Compared to well-optimized HTTP/1 (e.g. using minified CSS and sprite-sheets), sure. Compared to most HTTP/1 deployments, though: no. HTTP/2 gives you tons of advantages "for free" that you need build-time processes to attain in HTTP/1. With HTTP/2, you can do "the naive thing" that'd you'd have done on the 1995 Web in Notepad, and it'll be the optimal thing.
Also, HTTP/2 means less OS packet-switching overhead server-side if you have ancillary connections (e.g. websockets) open against the host, since those also get muxed into the same carrier socket.
Also, mobile clients wake up less, because there's only one TCP socket to do idle-keepalive on.

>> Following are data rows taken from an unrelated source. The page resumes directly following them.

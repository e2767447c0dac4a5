//! HTTP request handlers.

mod health;
mod job;
mod node;
mod operations;
pub mod ws;

pub use health::{health_check, metrics_handler};
pub use job::{job_state, stop_job};
pub use node::node_state;
pub use operations::{get_operation, get_operation_path, list_operations, set_operation_results};
pub use ws::ws_handler;
//! HTTP request and response types.

use chrono::{DateTime, Utc};
use serde::Serialize;

use jobnode_core::{JobPhase, NodePhase, OperationRecord, Payload};

/// Error response.
#[derive(Debug, Serialize)]
pub struct ErrorResponse {
    pub error: String,
}

#[derive(Debug, Serialize)]
pub struct NodeStateResponse {
    pub address: String,
    pub phase: NodePhase,
    pub payload: Payload,
    pub timestamp: DateTime<Utc>,
    pub session_active: bool,
}

#[derive(Debug, Serialize)]
pub struct JobStateResponse {
    pub phase: JobPhase,
    pub payload: Payload,
    pub timestamp: DateTime<Utc>,
    /// Allow-listed values promoted across phases.
    pub shared: Payload,
}

#[derive(Debug, Serialize)]
pub struct OperationsResponse {
    pub operations: Vec<OperationRecord>,
}

#[derive(Debug, Serialize)]
#[serde(rename_all = "camelCase")]
pub struct PathValueResponse {
    pub operation_id: String,
    pub path: String,
    pub value: serde_json::Value,
}

#[derive(Debug, Serialize)]
pub struct StopResponse {
    pub cancelled: bool,
}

HTTP/2 also means that TCP's Nagling has more to work with, and so is less likely to end up needing to waste bandwidth on emitting many undersized packets—it can just pack N short requests into the same TCP jumbo frame, since they're all going to the same place.
I would also point out an indirect "advantage": HTTP/2 makes it cheaper to serve ads proxied through the first-party host (as HTTP/2 flows) than for the client to hit the third-party ad servers directly. People can still block the ads/trackers either way, but served inline to the origin like this, the people who don't block ads, will get a better experience.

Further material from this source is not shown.